» Exercise aim: Down to the last line, restate the material below exactly.

» Data for this exercise:
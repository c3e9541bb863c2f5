use anyhow::{bail, Context};
use clap::Parser;
use mockup_kit::cli::{Cli, Commands};
use mockup_kit::config::Config;
use mockup_kit::pipeline::{self, LogoPipeline, ProcessReport};
use mockup_kit::scraper::{self as fetcher, Scraper};
use mockup_kit::{labeler, logging, mockup, rename};
use std::process::ExitCode;
use std::time::Duration;

#[tokio::main]
async fn main() -> ExitCode {
    let cli = Cli::parse();
    logging::init_tracing(cli.verbose);

    match run(cli).await {
        Ok(()) => ExitCode::SUCCESS,
        Err(e) => {
            eprintln!("error: {:#}", e);
            ExitCode::FAILURE
        }
    }
}

async fn run(cli: Cli) -> anyhow::Result<()> {
    let config = Config::load().context("設定の読み込みに失敗しました")?;

    match cli.command {
        Commands::Label { images_root, logos_json, state_json, autosave, resume, unlabeled_only } => {
            println!("🏷  mockup - ラベリング\n");
            let options = labeler::LabelerOptions {
                images_root,
                logos_json: logos_json.unwrap_or_else(|| config.logos_json.clone()),
                state_json: state_json.unwrap_or_else(|| config.state_json.clone()),
                autosave,
                resume,
                unlabeled_only,
                default_box_name: config.default_box_name.clone(),
            };
            labeler::run_labeler(&options)?;
        }

        Commands::Scrape { urls, output_dir, timeout } => {
            println!("🌐 mockup - ロゴ取得\n");
            let output_dir = output_dir.unwrap_or_else(|| config.scrape_output_dir.clone());
            let timeout = timeout.map(Duration::from_secs).unwrap_or_else(|| config.per_site_timeout());
            let scraper = Scraper::new(&output_dir, timeout, config.grace_period())?;

            let results = scraper.scrape_multiple(&urls).await;
            println!();
            fetcher::print_results(&results);
        }

        Commands::Process { input, job, json } => {
            println!("🎨 mockup - ロゴ加工\n");
            if !input.exists() {
                bail!("ファイルが見つかりません: {}", input.display());
            }
            let job = job.to_manifest()?;
            let processor = LogoPipeline::from_config(&config)?;

            let report = processor.process(&input, &job);
            finish_report(&report, json)?;
        }

        Commands::Run { url, job, json } => {
            println!("🚀 mockup - 取得から加工まで\n");
            let job = job.to_manifest()?;
            let scraper = Scraper::from_config(&config)?;
            let processor = LogoPipeline::from_config(&config)?;

            let report = pipeline::scrape_and_process_logo(&url, &job, &scraper, &processor).await;
            finish_report(&report, json)?;
        }

        // 子プロセス側。標準出力には結果行だけを書く
        Commands::FetchWorker { url, output_dir } => {
            fetcher::worker::run_worker(&url, &output_dir).await?;
        }

        Commands::Mockups { email, logo_url, products_dir, product_id } => {
            eprintln!("🖼  mockup - モックアップ作成\n");
            let env = mockup::MockupEnv::from_env()?;
            let request = mockup::MockupRequest { email, logo_url, products_dir, product_id };

            let manifest = mockup::build_mockups(&env, &request).await?;
            let count: usize = manifest.product_map.values().map(|u| u.png_urls.len()).sum();
            eprintln!("✔ {}件をアップロード: {}", count, manifest.s3_prefix);

            // 標準出力にはマニフェストだけを書く
            println!("{}", serde_json::to_string(&manifest)?);
        }

        Commands::Rename { products_file, images_dir, dry_run } => {
            println!("📝 mockup - 画像リネーム{}\n", if dry_run { " (ドライラン)" } else { "" });
            let report = rename::rename_to_catalog(&products_file, &images_dir, dry_run)?;
            report.print();
            if !report.errors.is_empty() {
                bail!("{}件のリネームに失敗しました", report.errors.len());
            }
        }

        Commands::Config { show, reset } => {
            if reset {
                Config::default().save()?;
                println!("✔ 設定を初期化しました: {}", Config::config_path()?.display());
            }
            if show || !reset {
                let current = if reset { Config::default() } else { config };
                println!("設定ファイル: {}", Config::config_path()?.display());
                println!("{}", serde_json::to_string_pretty(&current)?);
            }
        }
    }

    Ok(())
}

/// 加工結果を表示（失敗時はエラーで終了）
fn finish_report(report: &ProcessReport, json: bool) -> anyhow::Result<()> {
    if json {
        println!("{}", serde_json::to_string_pretty(report)?);
    } else {
        print_report(report);
    }

    if !report.success {
        bail!(
            "ジョブ {} は完了しませんでした: {}",
            report.job_id,
            report.error.as_deref().unwrap_or("検証に失敗")
        );
    }
    Ok(())
}

fn print_report(report: &ProcessReport) {
    if let Some(analysis) = &report.analysis {
        println!(
            "解析: {:?}, {:.0} ppi, 色数 {}, 推奨 {:?}",
            analysis.logo_type, analysis.effective_ppi, analysis.unique_colors, analysis.recommended_path
        );
    }
    for failure in &report.step_failures {
        println!("✗ {}: {}", failure.step, failure.reason);
    }
    if report.underbase_generated {
        println!("✔ 下地を生成");
    }
    if let Some(validation) = &report.validation {
        println!("品質スコア: {}/100", validation.quality_score);
        for issue in &validation.issues {
            println!("  ✗ {}", issue);
        }
        for warning in &validation.warnings {
            println!("  ! {}", warning);
        }
    }
    match &report.final_path {
        Some(path) => println!("\n✔ 出力: {} ({:.1}s)", path.display(), report.processing_time_secs),
        None => println!("\n✗ 出力なし ({:.1}s)", report.processing_time_secs),
    }
}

» Response to this exercise:
repository c3e9541bb863c2f5
use anyhow::{bail, Context};
use clap::Parser;
use mockup_kit::cli::{Cli, Commands};
use mockup_kit::config::Config;
use mockup_kit::pipeline::{self, LogoPipeline, ProcessReport};
use mockup_kit::scraper::{self as fetcher, Scraper};
use mockup_kit::{labeler, logging, mockup, rename};
use std::process::ExitCode;
use std::time::Duration;

#[tokio::main]
async fn main() -> ExitCode {
    let cli = Cli::parse();
    logging::init_tracing(cli.verbose);

    match run(cli).await {
        Ok(()) => ExitCode::SUCCESS,
        Err(e) => {
            eprintln!("error: {:#}", e);
            ExitCode::FAILURE
        }
    }
}

async fn run(cli: Cli) -> anyhow::Result<()> {
    let config = Config::load().context("設定の読み込みに失敗しました")?;

    match cli.command {
        Commands::Label { images_root, logos_json, state_json, autosave, resume, unlabeled_only } => {
            println!("🏷  mockup - ラベリング\n");
            let options = labeler::LabelerOptions {
                images_root,
                logos_json: logos_json.unwrap_or_else(|| config.logos_json.clone()),
                state_json: state_json.unwrap_or_else(|| config.state_json.clone()),
                autosave,
                resume,
                unlabeled_only,
                default_box_name: config.default_box_name.clone(),
            };
            labeler::run_labeler(&options)?;
        }

        Commands::Scrape { urls, output_dir, timeout } => {
            println!("🌐 mockup - ロゴ取得\n");
            let output_dir = output_dir.unwrap_or_else(|| config.scrape_output_dir.clone());
            let timeout = timeout.map(Duration::from_secs).unwrap_or_else(|| config.per_site_timeout());
            let scraper = Scraper::new(&output_dir, timeout, config.grace_period())?;

            let results = scraper.scrape_multiple(&urls).await;
            println!();
            fetcher::print_results(&results);
        }

        Commands::Process { input, job, json } => {
            println!("🎨 mockup - ロゴ加工\n");
            if !input.exists() {
                bail!("ファイルが見つかりません: {}", input.display());
            }
            let job = job.to_manifest()?;
            let processor = LogoPipeline::from_config(&config)?;

            let report = processor.process(&input, &job);
            finish_report(&report, json)?;
        }

        Commands::Run { url, job, json } => {
            println!("🚀 mockup - 取得から加工まで\n");
            let job = job.to_manifest()?;
            let scraper = Scraper::from_config(&config)?;
            let processor = LogoPipeline::from_config(&config)?;

            let report = pipeline::scrape_and_process_logo(&url, &job, &scraper, &processor).await;
            finish_report(&report, json)?;
        }

        // 子プロセス側。標準出力には結果行だけを書く
        Commands::FetchWorker { url, output_dir } => {
            fetcher::worker::run_worker(&url, &output_dir).await?;
        }

        Commands::Mockups { email, logo_url, products_dir, product_id } => {
            eprintln!("🖼  mockup - モックアップ作成\n");
            let env = mockup::MockupEnv::from_env()?;
            let request = mockup::MockupRequest { email, logo_url, products_dir, product_id };

            let manifest = mockup::build_mockups(&env, &request).await?;
            let count: usize = manifest.product_map.values().map(|u| u.png_urls.len()).sum();
            eprintln!("✔ {}件をアップロード: {}", count, manifest.s3_prefix);

            // 標準出力にはマニフェストだけを書く
            println!("{}", serde_json::to_string(&manifest)?);
        }

        Commands::Rename { products_file, images_dir, dry_run } => {
            println!("📝 mockup - 画像リネーム{}\n", if dry_run { " (ドライラン)" } else { "" });
            let report = rename::rename_to_catalog(&products_file, &images_dir, dry_run)?;
            report.print();
            if !report.errors.is_empty() {
                bail!("{}件のリネームに失敗しました", report.errors.len());
            }
        }

        Commands::Config { show, reset } => {
            if reset {
                Config::default().save()?;
                println!("✔ 設定を初期化しました: {}", Config::config_path()?.display());
            }
            if show || !reset {
                let current = if reset { Config::default() } else { config };
                println!("設定ファイル: {}", Config::config_path()?.display());
                println!("{}", serde_json::to_string_pretty(&current)?);
            }
        }
    }

    Ok(())
}

/// 加工結果を表示（失敗時はエラーで終了）
fn finish_report(report: &ProcessReport, json: bool) -> anyhow::Result<()> {
    if json {
        println!("{}", serde_json::to_string_pretty(report)?);
    } else {
        print_report(report);
    }

    if !report.success {
        bail!(
            "ジョブ {} は完了しませんでした: {}",
            report.job_id,
            report.error.as_deref().unwrap_or("検証に失敗")
        );
    }
    Ok(())
}

fn print_report(report: &ProcessReport) {
    if let Some(analysis) = &report.analysis {
        println!(
            "解析: {:?}, {:.0} ppi, 色数 {}, 推奨 {:?}",
            analysis.logo_type, analysis.effective_ppi, analysis.unique_colors, analysis.recommended_path
        );
    }
    for failure in &report.step_failures {
        println!("✗ {}: {}", failure.step, failure.reason);
    }
    if report.underbase_generated {
        println!("✔ 下地を生成");
    }
    if let Some(validation) = &report.validation {
        println!("品質スコア: {}/100", validation.quality_score);
        for issue in &validation.issues {
            println!("  ✗ {}", issue);
        }
        for warning in &validation.warnings {
            println!("  ! {}", warning);
        }
    }
    match &report.final_path {
        Some(path) => println!("\n✔ 出力: {} ({:.1}s)", path.display(), report.processing_time_secs),
        None => println!("\n✗ 出力なし ({:.1}s)", report.processing_time_secs),
    }
}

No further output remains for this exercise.